Having a strategy in place for a growing, evolving SharePoint environment is just one piece of the plan, however. Your strategy should include details on how you align SharePoint with your business processes, how teams will access and use the platform, the lifecycles of critical content types and how they are stored as your content volume grows, and other key considerations. Having the governance policies in place (the boundaries of your system) is also important, but so is having the tools and processes in place to manage expected (and unexpected) changes.
As the SharePoint market has matured and most organizations have started to look to the cloud or to hybrid solutions to enable their organizations to more quickly adopt new services and solutions, it is only natural that the focus has moved from an IT-centric view of the world to more of a business focus. (That’s where the dollars have gone, anyway)
With organizations now more broadly recognizing the value of collaboration to the company (its not just a nice-to-have, but a business necessity), business stakeholders are now looking beyond simple adoption metrics (how many users log into the platform each month) and more closely at how their teams are using the platform. Much of what is driving the push toward social features is not so much about the compelling nature of these new models, but about trying to solve the end user adoption gap caused by an often frustratingly slow response to end user change requests.

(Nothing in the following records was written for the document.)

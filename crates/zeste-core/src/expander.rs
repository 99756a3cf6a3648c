//! Label neighborhood expansion.
//!
//! Breadth-first traversal of the relation graph from a seed word, bounded
//! by depth. Hop 1 is the seed's graph record; each later hop expands the
//! words first discovered in the previous one. Every discovered word carries
//! its provenance and four similarity variants:
//!
//! - `simple`: sim(seed, x)
//! - `depth`: simple / hop
//! - `compound`: sim(seed, bridge) * sim(bridge, x)
//! - `harmonized`: 2 * compound / (sim(seed, bridge) + sim(bridge, x))
//!
//! `compound` and `harmonized` fall back to `simple` when the bridge is out
//! of vocabulary. Words reached along several paths keep the max of each
//! variant.

use std::collections::VecDeque;
use std::sync::Arc;

use tracing::{debug, instrument, warn};

use zeste_embeddings::EmbeddingStore;
use zeste_storage::RelationGraph;
use zeste_types::{
    label_words, ExpansionConfig, GraphRecord, Neighborhood, NeighborhoodEntry, RelationFilter,
    RelationKind, SimilarityKind, SimilarityScores, Word,
};

use crate::cache::{prefetch_namespace, NeighborhoodCache};
use crate::error::ZesteError;
use crate::preprocess::is_stopword;

/// Builds label neighborhoods from the graph and embedding stores.
pub struct Expander {
    graph: Arc<dyn RelationGraph>,
    embeddings: Arc<dyn EmbeddingStore>,
    cache: Arc<NeighborhoodCache>,
    config: ExpansionConfig,
}

impl Expander {
    /// Expander with default settings and no cache.
    pub fn new(graph: Arc<dyn RelationGraph>, embeddings: Arc<dyn EmbeddingStore>) -> Self {
        Self {
            graph,
            embeddings,
            cache: Arc::new(NeighborhoodCache::disabled()),
            config: ExpansionConfig::default(),
        }
    }

    pub fn with_config(mut self, config: ExpansionConfig) -> Self {
        self.config = config;
        self
    }

    pub fn with_cache(mut self, cache: Arc<NeighborhoodCache>) -> Self {
        self.cache = cache;
        self
    }

    pub fn config(&self) -> &ExpansionConfig {
        &self.config
    }

    /// Seed words of a label, checked against the configured word limit.
    pub fn label_seeds(&self, label: &str) -> Result<Vec<Word>, ZesteError> {
        let words = label_words(label);
        if words.is_empty() {
            return Err(ZesteError::EmptyLabel);
        }
        if words.len() > self.config.max_label_words {
            return Err(ZesteError::TooManyLabelWords {
                label: label.to_string(),
                count: words.len(),
                max: self.config.max_label_words,
            });
        }
        Ok(words)
    }

    /// Expand a label (one or more `-`-separated words) with the configured
    /// depth and relation filter.
    pub fn expand_label(&self, label: &str) -> Result<Neighborhood, ZesteError> {
        let words = self.label_seeds(label)?;
        self.expand(&words, self.config.depth, &self.config.allowed_rels)
    }

    /// Expand each seed and merge the results.
    ///
    /// Shared words keep the max of each variant and concatenate provenance.
    #[instrument(skip(self, allowed_rels), fields(rels = %allowed_rels))]
    pub fn expand(
        &self,
        seeds: &[Word],
        depth: usize,
        allowed_rels: &RelationFilter,
    ) -> Result<Neighborhood, ZesteError> {
        let mut merged = Neighborhood::new();
        for seed in seeds {
            let n = self.expand_word(seed, depth, allowed_rels)?;
            if merged.is_empty() {
                merged = n;
            } else {
                merged.merge(&n);
            }
        }
        debug!(words = merged.len(), "Expanded label neighborhood");
        Ok(merged)
    }

    /// Expand a single seed word, using the prefetch cache for depth > 1.
    pub fn expand_word(
        &self,
        seed: &str,
        depth: usize,
        allowed_rels: &RelationFilter,
    ) -> Result<Neighborhood, ZesteError> {
        if depth == 0 {
            return Ok(Neighborhood::new());
        }
        if !self.embeddings.has(seed) {
            debug!(seed, "Seed out of vocabulary");
            return Ok(Neighborhood::new());
        }

        let namespace = prefetch_namespace(
            depth,
            allowed_rels,
            self.config.skip_stopwords,
            self.config.skip_nonpositive,
        );
        if depth > 1 {
            if let Some(cached) = self.cache.get_prefetch(&namespace, seed) {
                return Ok(cached);
            }
        }

        let neighborhood = self.traverse(seed, depth, allowed_rels)?;
        if depth > 1 && !neighborhood.is_empty() {
            self.cache.put_prefetch(&namespace, seed, &neighborhood);
        }
        Ok(neighborhood)
    }

    fn traverse(
        &self,
        seed: &str,
        depth: usize,
        allowed_rels: &RelationFilter,
    ) -> Result<Neighborhood, ZesteError> {
        let Some(record) = self.graph.get_record(seed)? else {
            debug!(seed, "Seed has no graph record");
            return Ok(Neighborhood::new());
        };

        let mut neighborhood = Neighborhood::new();
        neighborhood.insert(
            seed,
            NeighborhoodEntry::new(seed, vec![RelationKind::SameAs], SimilarityScores::uniform(1.0)),
        );

        let mut frontier: VecDeque<Word> = VecDeque::new();
        for edge in &record.neighbors {
            if edge.word == seed || !allowed_rels.allows(&edge.rels) {
                continue;
            }
            let entry = NeighborhoodEntry::new(
                seed,
                edge.rels.clone(),
                SimilarityScores::uniform(edge.sim),
            );
            if neighborhood.insert(edge.word.clone(), entry) {
                frontier.push_back(edge.word.clone());
            }
        }

        for hop in 2..=depth {
            let mut next: VecDeque<Word> = VecDeque::new();
            while let Some(bridge) = frontier.pop_front() {
                if !self.should_expand(&bridge, &neighborhood) {
                    continue;
                }
                let Some(record) = self.bridge_record(&bridge) else {
                    continue;
                };
                let seed_bridge = self.embeddings.similarity(seed, &bridge);

                for edge in &record.neighbors {
                    if edge.word == bridge || !allowed_rels.allows(&edge.rels) {
                        continue;
                    }
                    let scores = self.scores(seed, seed_bridge, &bridge, &edge.word, hop);
                    match neighborhood.get_mut(&edge.word) {
                        Some(existing) => {
                            existing.add_provenance(bridge.as_str(), edge.rels.clone(), &scores)
                        }
                        None => {
                            let entry =
                                NeighborhoodEntry::new(bridge.as_str(), edge.rels.clone(), scores);
                            neighborhood.insert(edge.word.clone(), entry);
                            next.push_back(edge.word.clone());
                        }
                    }
                }
            }
            debug!(seed, hop, discovered = next.len(), "Expansion round");
            if next.is_empty() {
                break;
            }
            frontier = next;
        }

        Ok(neighborhood)
    }

    /// Record of a frontier word. Unreadable records are skipped so one bad
    /// entry does not fail the whole label.
    fn bridge_record(&self, word: &str) -> Option<Arc<GraphRecord>> {
        match self.graph.get_record(word) {
            Ok(record) => record,
            Err(e) => {
                warn!(word, error = %e, "Unreadable graph record, skipping");
                None
            }
        }
    }

    /// Frontier pruning: stopwords and words unrelated to the seed are not
    /// expanded further.
    fn should_expand(&self, word: &str, neighborhood: &Neighborhood) -> bool {
        if self.config.skip_stopwords && is_stopword(word) {
            return false;
        }
        if self.config.skip_nonpositive
            && neighborhood.similarity(word, SimilarityKind::Simple) <= 0.0
        {
            return false;
        }
        true
    }

    /// Similarity variants of `word` reached from `bridge` at `hop`.
    fn scores(
        &self,
        seed: &str,
        seed_bridge: Option<f32>,
        bridge: &str,
        word: &str,
        hop: usize,
    ) -> SimilarityScores {
        let Some(simple) = self.embeddings.similarity(seed, word) else {
            return SimilarityScores::default();
        };
        let depth = simple / hop as f32;
        let (compound, harmonized) = match (seed_bridge, self.embeddings.similarity(bridge, word)) {
            (Some(sb), Some(bx)) => {
                let compound = sb * bx;
                let denominator = sb + bx;
                let harmonized = if denominator != 0.0 {
                    2.0 * compound / denominator
                } else {
                    0.0
                };
                (compound, harmonized)
            }
            _ => (simple, simple),
        };
        SimilarityScores {
            simple,
            compound,
            depth,
            harmonized,
        }
    }
}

If your organization has been slow to respond to end user requests — from improvements to search, to the rapid deployment of new site structures to meet growing business needs – individuals will look elsewhere. To some degree, the rise in social collaboration has more to do with failed governance and change management practices — and the poor alignment of SharePoint to business processes — than it has to do with functionality improvements. What is needed is a revamp of the overall SharePoint strategy, with governance and change management, allowing IT organizations to be much more responsive, working in partnership with end users. Companies need the ability to properly manage and modify the platform as the organization’s requirements grow and evolve.
As authors Anthony J. Bradley and Mark P. McDonald illustrate in their book The Social Organization (Harvard Business Review Press), there is no single set of features or preferred vendor list that distinguishes a “social organization” from others. It has more to do with how they approach problems, and their ability to reach deep into their toolkit to find the right tool, process, or methodology to solve each unique problem. It is recognition that no single tool or platform can solve all of your business problems or, within a large corporation, to meet the needs of various team or regional cultural nuances. Social organizations tend to have a sound collaboration strategy in place that helps teams to better communicate and collaborate, a well-defined governance strategy that protects and enables that collaboration, and a change management system to help the organization adapt and grow and evolve and the business dictates.
The question you need to ask yourself: do you have the tools and systems in place to enable your own social organization? If not, there’s no time like the present to put a plan in place.